# Work order
Locate the line bearing "store named WebSocket" in the material below, then reproduce it and each following line up to and including the line bearing "pub mod sample;".

--------

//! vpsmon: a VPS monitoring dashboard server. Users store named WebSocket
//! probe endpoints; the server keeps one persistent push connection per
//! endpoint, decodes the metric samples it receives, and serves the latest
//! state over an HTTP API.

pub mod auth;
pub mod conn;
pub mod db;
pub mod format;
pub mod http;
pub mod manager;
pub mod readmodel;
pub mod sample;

--------

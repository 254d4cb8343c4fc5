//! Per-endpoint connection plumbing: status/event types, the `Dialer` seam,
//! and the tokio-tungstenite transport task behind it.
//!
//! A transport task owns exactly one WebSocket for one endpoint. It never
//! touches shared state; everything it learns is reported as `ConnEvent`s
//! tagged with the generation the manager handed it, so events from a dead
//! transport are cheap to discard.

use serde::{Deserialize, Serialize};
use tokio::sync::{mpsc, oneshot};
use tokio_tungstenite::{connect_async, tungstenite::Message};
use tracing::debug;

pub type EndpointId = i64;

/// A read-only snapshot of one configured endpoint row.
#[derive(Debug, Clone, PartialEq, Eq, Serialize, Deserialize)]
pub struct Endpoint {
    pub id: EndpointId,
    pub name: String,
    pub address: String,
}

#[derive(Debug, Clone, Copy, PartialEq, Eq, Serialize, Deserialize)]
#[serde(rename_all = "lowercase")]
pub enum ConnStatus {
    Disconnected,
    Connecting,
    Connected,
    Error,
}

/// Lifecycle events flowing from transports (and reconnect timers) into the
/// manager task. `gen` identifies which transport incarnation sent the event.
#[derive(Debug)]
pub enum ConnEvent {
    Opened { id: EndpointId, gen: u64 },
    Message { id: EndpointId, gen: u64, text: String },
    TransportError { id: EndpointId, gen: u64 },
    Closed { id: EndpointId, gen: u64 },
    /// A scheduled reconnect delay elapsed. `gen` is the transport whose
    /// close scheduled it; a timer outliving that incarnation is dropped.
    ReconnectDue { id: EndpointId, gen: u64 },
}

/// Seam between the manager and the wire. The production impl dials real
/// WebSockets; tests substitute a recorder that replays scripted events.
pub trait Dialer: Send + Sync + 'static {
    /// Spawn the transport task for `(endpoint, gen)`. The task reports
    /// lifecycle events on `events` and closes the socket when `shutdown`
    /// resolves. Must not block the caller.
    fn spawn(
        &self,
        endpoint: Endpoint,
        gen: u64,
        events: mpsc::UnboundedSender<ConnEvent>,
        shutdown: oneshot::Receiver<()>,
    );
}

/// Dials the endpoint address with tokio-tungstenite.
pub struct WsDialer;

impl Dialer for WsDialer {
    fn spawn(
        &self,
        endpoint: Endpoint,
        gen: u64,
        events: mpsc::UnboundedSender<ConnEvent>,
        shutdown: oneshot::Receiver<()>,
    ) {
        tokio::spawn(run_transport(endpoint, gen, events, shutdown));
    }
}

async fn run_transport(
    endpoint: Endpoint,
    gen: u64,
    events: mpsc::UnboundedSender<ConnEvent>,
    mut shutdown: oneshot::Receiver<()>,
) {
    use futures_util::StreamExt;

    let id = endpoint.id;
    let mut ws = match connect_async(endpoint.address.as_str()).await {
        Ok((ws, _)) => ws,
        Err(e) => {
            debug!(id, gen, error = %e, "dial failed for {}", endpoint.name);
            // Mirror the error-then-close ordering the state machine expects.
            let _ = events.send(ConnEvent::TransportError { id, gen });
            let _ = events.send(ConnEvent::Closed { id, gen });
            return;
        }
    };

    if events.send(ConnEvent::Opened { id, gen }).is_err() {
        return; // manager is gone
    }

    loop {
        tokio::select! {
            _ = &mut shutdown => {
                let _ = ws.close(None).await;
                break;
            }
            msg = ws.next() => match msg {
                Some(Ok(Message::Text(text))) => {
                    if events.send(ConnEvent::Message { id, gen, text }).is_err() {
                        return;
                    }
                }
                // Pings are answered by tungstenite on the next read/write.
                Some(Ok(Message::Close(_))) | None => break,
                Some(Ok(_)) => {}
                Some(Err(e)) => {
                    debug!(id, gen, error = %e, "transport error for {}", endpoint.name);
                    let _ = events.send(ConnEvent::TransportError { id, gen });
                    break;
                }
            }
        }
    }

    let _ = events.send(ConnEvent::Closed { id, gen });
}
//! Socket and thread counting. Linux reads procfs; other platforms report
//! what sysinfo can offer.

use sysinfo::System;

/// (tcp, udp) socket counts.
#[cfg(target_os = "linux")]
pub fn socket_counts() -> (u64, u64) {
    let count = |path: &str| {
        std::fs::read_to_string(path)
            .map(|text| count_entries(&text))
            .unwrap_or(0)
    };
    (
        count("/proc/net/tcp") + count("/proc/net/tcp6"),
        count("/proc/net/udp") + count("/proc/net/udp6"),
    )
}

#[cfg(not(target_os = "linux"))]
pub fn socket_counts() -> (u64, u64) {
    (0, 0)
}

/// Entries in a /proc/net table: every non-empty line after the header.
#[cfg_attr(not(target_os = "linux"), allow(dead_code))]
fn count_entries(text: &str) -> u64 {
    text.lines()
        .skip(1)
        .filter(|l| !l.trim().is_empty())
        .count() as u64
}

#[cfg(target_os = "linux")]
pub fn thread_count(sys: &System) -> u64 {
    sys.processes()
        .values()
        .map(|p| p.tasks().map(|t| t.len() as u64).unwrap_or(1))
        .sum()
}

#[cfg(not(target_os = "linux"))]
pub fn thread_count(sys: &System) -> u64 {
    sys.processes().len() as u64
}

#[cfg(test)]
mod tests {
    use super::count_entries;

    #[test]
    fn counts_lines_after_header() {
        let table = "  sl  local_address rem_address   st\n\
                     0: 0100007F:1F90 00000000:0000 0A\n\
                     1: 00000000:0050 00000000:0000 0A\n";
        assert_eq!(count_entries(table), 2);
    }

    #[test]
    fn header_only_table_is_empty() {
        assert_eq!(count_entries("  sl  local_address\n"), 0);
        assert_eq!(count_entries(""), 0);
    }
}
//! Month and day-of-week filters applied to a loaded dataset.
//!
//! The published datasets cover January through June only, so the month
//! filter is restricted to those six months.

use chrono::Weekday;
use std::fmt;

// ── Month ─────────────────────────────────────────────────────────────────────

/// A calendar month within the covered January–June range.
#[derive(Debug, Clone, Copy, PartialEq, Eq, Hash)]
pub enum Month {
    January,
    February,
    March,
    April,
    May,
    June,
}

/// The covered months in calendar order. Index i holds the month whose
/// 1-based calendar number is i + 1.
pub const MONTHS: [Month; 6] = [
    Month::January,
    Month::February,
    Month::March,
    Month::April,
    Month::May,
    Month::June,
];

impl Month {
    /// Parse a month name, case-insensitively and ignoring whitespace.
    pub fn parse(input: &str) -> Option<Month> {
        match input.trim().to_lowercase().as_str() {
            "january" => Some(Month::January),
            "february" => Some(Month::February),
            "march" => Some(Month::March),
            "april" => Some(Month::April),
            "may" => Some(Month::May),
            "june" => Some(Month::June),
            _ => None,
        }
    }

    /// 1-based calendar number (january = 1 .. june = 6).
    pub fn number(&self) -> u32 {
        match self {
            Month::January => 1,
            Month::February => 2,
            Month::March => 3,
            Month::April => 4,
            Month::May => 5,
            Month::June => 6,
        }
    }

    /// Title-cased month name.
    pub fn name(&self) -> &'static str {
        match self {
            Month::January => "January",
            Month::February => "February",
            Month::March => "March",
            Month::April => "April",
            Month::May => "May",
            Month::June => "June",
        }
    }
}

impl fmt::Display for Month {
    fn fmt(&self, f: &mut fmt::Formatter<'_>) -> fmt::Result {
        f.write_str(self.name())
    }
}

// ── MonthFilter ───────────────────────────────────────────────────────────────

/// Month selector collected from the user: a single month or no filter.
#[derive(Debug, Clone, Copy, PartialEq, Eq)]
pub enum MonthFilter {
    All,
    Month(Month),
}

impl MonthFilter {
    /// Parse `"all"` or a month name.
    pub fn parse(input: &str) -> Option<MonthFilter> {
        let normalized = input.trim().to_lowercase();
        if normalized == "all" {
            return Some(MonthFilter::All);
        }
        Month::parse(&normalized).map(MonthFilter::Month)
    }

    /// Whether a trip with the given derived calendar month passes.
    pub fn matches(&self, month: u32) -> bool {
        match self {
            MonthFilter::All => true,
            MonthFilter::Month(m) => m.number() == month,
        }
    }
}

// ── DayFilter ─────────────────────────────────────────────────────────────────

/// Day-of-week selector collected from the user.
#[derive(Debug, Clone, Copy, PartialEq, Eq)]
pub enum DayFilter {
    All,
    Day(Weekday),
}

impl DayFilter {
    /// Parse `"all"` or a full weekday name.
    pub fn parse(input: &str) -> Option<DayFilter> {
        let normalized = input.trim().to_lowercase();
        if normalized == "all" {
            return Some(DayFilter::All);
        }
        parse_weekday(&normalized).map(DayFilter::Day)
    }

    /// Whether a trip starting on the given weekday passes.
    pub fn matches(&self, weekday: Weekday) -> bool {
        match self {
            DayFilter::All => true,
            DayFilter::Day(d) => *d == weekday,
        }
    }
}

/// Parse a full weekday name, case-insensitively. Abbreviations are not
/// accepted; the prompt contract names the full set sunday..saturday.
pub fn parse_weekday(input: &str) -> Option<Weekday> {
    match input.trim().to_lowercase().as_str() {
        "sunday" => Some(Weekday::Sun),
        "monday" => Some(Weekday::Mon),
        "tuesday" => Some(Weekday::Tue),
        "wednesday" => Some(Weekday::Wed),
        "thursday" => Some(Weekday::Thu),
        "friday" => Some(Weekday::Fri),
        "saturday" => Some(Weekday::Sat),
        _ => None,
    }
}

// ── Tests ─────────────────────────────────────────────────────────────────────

--------

# Result below
//! vpsmon: a VPS monitoring dashboard server. Users store named WebSocket
//! probe endpoints; the server keeps one persistent push connection per
//! endpoint, decodes the metric samples it receives, and serves the latest
//! state over an HTTP API.

pub mod auth;
pub mod conn;
pub mod db;
pub mod format;
pub mod http;
pub mod manager;
pub mod readmodel;
pub mod sample;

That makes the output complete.